Mornie flung his arm away from her with a passionate gesture. "THEY here!--picnicking HERE!--those people HERE!"

"Yes," said Rand, unconsciously a little ashamed. "They came here accidentally."

Mornie's quick passion had subsided: she had sunk again wearily and helplessly on a rock beside him. "I suppose," she said, with a weak laugh--"I suppose, they talked of ME. I suppose they told you how, with their lies and fair promises, they tricked me out, and set me before an audience of brutes and laughing hyenas to make merry over. Did they tell you of the insults that I received?--how the sins of my parents were flung at me instead of bouquets? Did they tell you they could have spared me this, but they wanted the few extra dollars taken in at the door? No!"
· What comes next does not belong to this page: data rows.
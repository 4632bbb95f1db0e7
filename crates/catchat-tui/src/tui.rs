use std::io::{self, Stderr};
use std::time::Duration;

use anyhow::Result;
use catchat_core::{Completion, ConversationId};
use crossterm::{
    event::{self, Event, KeyEvent, KeyEventKind, MouseEvent},
    execute,
    terminal::{disable_raw_mode, enable_raw_mode, EnterAlternateScreen, LeaveAlternateScreen},
};
use futures_util::StreamExt;
use ratatui::{backend::CrosstermBackend, Terminal};
use tokio::sync::mpsc;

pub type Tui = Terminal<CrosstermBackend<Stderr>>;

/// Redraw cadence; short enough for streamed text to look live
const TICK_INTERVAL: Duration = Duration::from_millis(50);

#[derive(Debug)]
#[allow(dead_code)]
pub enum AppEvent {
    Key(KeyEvent),
    Mouse(MouseEvent),
    Resize(u16, u16),
    Tick,
    /// A spawned delivery reached its terminal state
    Delivered(ConversationId, Completion),
}

pub struct EventHandler {
    rx: mpsc::UnboundedReceiver<AppEvent>,
    tx: mpsc::UnboundedSender<AppEvent>,
}

impl EventHandler {
    pub fn new() -> Self {
        let (tx, rx) = mpsc::unbounded_channel();

        // Spawn event reader task
        let tx_events = tx.clone();
        tokio::spawn(async move {
            let mut reader = event::EventStream::new();
            while let Some(evt) = reader.next().await {
                let app_event = match evt {
                    // Only handle key press events, not release
                    Ok(Event::Key(key)) if key.kind == KeyEventKind::Press => {
                        Some(AppEvent::Key(key))
                    }
                    Ok(Event::Mouse(mouse)) => Some(AppEvent::Mouse(mouse)),
                    Ok(Event::Resize(w, h)) => Some(AppEvent::Resize(w, h)),
                    Ok(_) => None,
                    Err(err) => {
                        tracing::warn!(error = %err, "terminal event stream error");
                        None
                    }
                };

                if let Some(event) = app_event {
                    if tx_events.send(event).is_err() {
                        break;
                    }
                }
            }
        });

        // Spawn tick timer for redraws and animations
        let tx_tick = tx.clone();
        tokio::spawn(async move {
            let mut interval = tokio::time::interval(TICK_INTERVAL);
            loop {
                interval.tick().await;
                if tx_tick.send(AppEvent::Tick).is_err() {
                    break;
                }
            }
        });

        Self { rx, tx }
    }

    /// Sender for background tasks that report back to the event loop
    pub fn sender(&self) -> mpsc::UnboundedSender<AppEvent> {
        self.tx.clone()
    }

    pub async fn next(&mut self) -> Option<AppEvent> {
        self.rx.recv().await
    }
}

pub fn init() -> Result<Tui> {
    enable_raw_mode()?;
    execute!(io::stderr(), EnterAlternateScreen)?;

    // Enable mouse capture
    execute!(io::stderr(), crossterm::event::EnableMouseCapture)?;

    let backend = CrosstermBackend::new(io::stderr());
    let terminal = Terminal::new(backend)?;

    Ok(terminal)
}

pub fn restore() -> Result<()> {
    execute!(io::stderr(), crossterm::event::DisableMouseCapture)?;
    execute!(io::stderr(), LeaveAlternateScreen)?;
    disable_raw_mode()?;
    Ok(())
}

/// Install panic hook to restore terminal on panic
pub fn install_panic_hook() {
    let original_hook = std::panic::take_hook();
    std::panic::set_hook(Box::new(move |panic_info| {
        let _ = restore();
        original_hook(panic_info);
    }));
}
"They said nothing of the kind," replied Rand surlily.

"Then you must have stopped them. You were horrified enough to know that I had dared to take the only honest way left me to make a living. I know you, Randolph Pinkney! You'd rather see Joaquin Muriatta, the Mexican bandit, standing before you to-night with a revolver, than the helpless, shamed, miserable Mornie Nixon. And you can't help yourself, unless you throw me over the cliff. Perhaps you'd better," she said, with a bitter laugh that faded from her lips as she leaned, pale and breathless, against the bowlder.
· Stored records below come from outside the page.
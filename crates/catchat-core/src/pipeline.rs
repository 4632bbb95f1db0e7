//! Turns one outbound user message into a completed exchange.
//!
//! [`DeliveryPipeline::prepare`] runs the synchronous part (validate, gate,
//! optimistic append, placeholder) and captures the target conversation.
//! [`Delivery::run`] fills the placeholder and finalizes. Frontends spawn
//! `run` so they can keep rendering while the reply streams in.

use futures_util::StreamExt;
use std::sync::Arc;

use crate::ai::{ReplyRequest, Responder};
use crate::error::{DeliveryError, StoreError};
use crate::gate::ContentGate;
use crate::state::{ChatMessage, ConversationId};
use crate::store::ConversationStore;

/// Instruction sent by the "regenerate" action. It is posted as a new turn;
/// earlier messages are left untouched.
pub const REGENERATE_PROMPT: &str = "Please regenerate your last response but be concise.";

/// Written into a reply placeholder that was abandoned before any text arrived
pub const INTERRUPTED_MESSAGE: &str = "The reply was interrupted. Please try again.";

/// Why a send did not start a delivery
#[derive(Debug, Clone, Copy, PartialEq, Eq)]
pub enum Rejected {
    /// Input was empty or whitespace only; nothing changed
    Empty,
    /// The content gate refused the message; a notice was posted
    Blocked,
    /// The conversation is still receiving a reply; nothing changed
    Busy,
    /// The conversation disappeared before the send could be recorded
    Unavailable,
}

/// Terminal state of a delivery that was started
#[derive(Debug)]
pub enum Completion {
    /// The reply was filled in
    Complete,
    /// The reply was replaced by the failure notice
    Failed(DeliveryError),
    /// The conversation was deleted while its reply was in flight
    Abandoned,
}

pub struct DeliveryPipeline {
    store: Arc<ConversationStore>,
    gate: ContentGate,
    responder: Arc<dyn Responder>,
}

impl DeliveryPipeline {
    pub fn new(
        store: Arc<ConversationStore>,
        gate: ContentGate,
        responder: Arc<dyn Responder>,
    ) -> Self {
        Self {
            store,
            gate,
            responder,
        }
    }

    pub fn store(&self) -> &Arc<ConversationStore> {
        &self.store
    }

    pub fn gate(&self) -> &ContentGate {
        &self.gate
    }

    /// Record an outbound message on the active conversation.
    ///
    /// On success the input buffer is emptied and the returned [`Delivery`]
    /// is bound to the conversation that was active at this moment.
    #[must_use = "dropping the delivery finalizes the reply as interrupted"]
    pub fn prepare(&self, input: &mut String) -> Result<Delivery, Rejected> {
        if input.trim().is_empty() {
            return Err(Rejected::Empty);
        }

        let conversation = self.store.active_id();
        match self.try_prepare(conversation, input) {
            Ok(outcome) => outcome,
            Err(StoreError::UnknownConversation(id)) => {
                tracing::warn!(conversation = %id, "conversation vanished before send");
                Err(Rejected::Unavailable)
            }
        }
    }

    /// Ask for the previous answer again, as a new turn
    #[must_use = "dropping the delivery finalizes the reply as interrupted"]
    pub fn regenerate(&self) -> Result<Delivery, Rejected> {
        let mut instruction = REGENERATE_PROMPT.to_string();
        self.prepare(&mut instruction)
    }

    /// Prepare and run to completion in one call
    pub async fn send(&self, text: &str) -> Result<Completion, Rejected> {
        let mut input = text.to_string();
        let delivery = self.prepare(&mut input)?;
        Ok(delivery.run().await)
    }

    fn try_prepare(
        &self,
        conversation: ConversationId,
        input: &mut String,
    ) -> Result<Result<Delivery, Rejected>, StoreError> {
        // Holding the streaming flag keeps the reply placeholder the last
        // message until this send is finalized.
        if !self.store.try_begin_streaming(conversation)? {
            tracing::debug!(conversation = %conversation, "send ignored while reply is streaming");
            return Ok(Err(Rejected::Busy));
        }

        if self.gate.should_block(input) {
            tracing::debug!(conversation = %conversation, "message blocked by content gate");
            let posted = self.store.append_message(
                conversation,
                ChatMessage::assistant(self.gate.blocked_reason()),
            );
            if let Err(err) = self.store.finish_streaming(conversation) {
                tracing::debug!(conversation = %conversation, error = %err, "could not clear streaming after block");
            }
            posted?;
            return Ok(Err(Rejected::Blocked));
        }

        let text = std::mem::take(input);
        let appended = self
            .store
            .append_message(conversation, ChatMessage::user(text.clone()))
            .and_then(|_| {
                self.store
                    .append_message(conversation, ChatMessage::assistant(""))
            });
        if let Err(err) = appended {
            *input = text;
            if let Err(err) = self.store.finish_streaming(conversation) {
                tracing::debug!(conversation = %conversation, error = %err, "could not clear streaming after failed send");
            }
            return Err(err);
        }

        let session_id = self
            .store
            .conversation(conversation)
            .and_then(|c| c.session_id.clone());

        tracing::info!(conversation = %conversation, chars = text.chars().count(), "message sent");

        Ok(Ok(Delivery {
            store: Arc::clone(&self.store),
            responder: Arc::clone(&self.responder),
            conversation,
            request: ReplyRequest {
                message: text,
                session_id,
            },
            finalized: false,
        }))
    }
}

/// The asynchronous half of one send, bound to a conversation by id.
///
/// Dropping it before [`Delivery::run`] finishes (cancelled task, timeout,
/// never started) clears the streaming flag, and an empty placeholder gets
/// [`INTERRUPTED_MESSAGE`].
#[must_use = "a delivery does nothing unless `run` is awaited"]
pub struct Delivery {
    store: Arc<ConversationStore>,
    responder: Arc<dyn Responder>,
    conversation: ConversationId,
    request: ReplyRequest,
    finalized: bool,
}

impl Delivery {
    pub fn conversation_id(&self) -> ConversationId {
        self.conversation
    }

    pub fn request(&self) -> &ReplyRequest {
        &self.request
    }

    /// Fill the placeholder reply and clear the streaming flag. Every failure
    /// ends up as chat text; nothing is returned as an error.
    pub async fn run(mut self) -> Completion {
        let id = self.conversation;

        let completion = match self.responder.respond(&self.request).await {
            Ok(mut reply) => {
                if let Some(session_id) = reply.session_id.as_deref() {
                    if self.store.set_session_id(id, session_id).is_err() {
                        self.finalized = true;
                        return Completion::Abandoned;
                    }
                }

                let mut completion = Completion::Complete;
                while let Some(chunk) = reply.chunks.next().await {
                    if self.store.update_last_message_content(id, &chunk).is_err() {
                        completion = Completion::Abandoned;
                        break;
                    }
                }
                completion
            }
            Err(err) => {
                tracing::warn!(conversation = %id, error = %err, "reply failed");
                match self.store.update_last_message_content(id, err.chat_message()) {
                    Ok(()) => Completion::Failed(err),
                    Err(_) => Completion::Abandoned,
                }
            }
        };

        self.finalized = true;
        match self.store.finish_streaming(id) {
            Ok(()) => tracing::info!(conversation = %id, ?completion, "reply finished"),
            Err(_) => tracing::debug!(conversation = %id, "conversation deleted during reply"),
        }

        completion
    }
}

impl Drop for Delivery {
    fn drop(&mut self) {
        if self.finalized {
            return;
        }

        let id = self.conversation;
        if self.store.last_message_content(id).as_deref() == Some("") {
            if let Err(err) = self.store.update_last_message_content(id, INTERRUPTED_MESSAGE) {
                tracing::debug!(conversation = %id, error = %err, "could not mark reply interrupted");
            }
        }
        match self.store.finish_streaming(id) {
            Ok(()) => tracing::info!(conversation = %id, "reply interrupted"),
            Err(_) => tracing::debug!(conversation = %id, "conversation deleted before reply finished"),
        }
    }
}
"Ruth will tell you--" began Rand.

"D--n Ruth!"

Rand turned away.

"Stop!" she said suddenly, staggering to her feet. "I'm sick--for all I know, dying. God grant that it may be so! But, if you are a man, you will help me to your cabin--to some place where I can lie down NOW, and be at rest. I'm very, very tired."

She paused. She would have fallen again; but Rand, seeing more in her face than her voice interpreted to his sullen ears, took her sullenly in his arms, and carried her to the cabin. Her eyes glanced around the bright party-colored walls, and a faint smile came to her lips as she put aside her bonnet, adorned with a companion pinion of the bright wings that covered it.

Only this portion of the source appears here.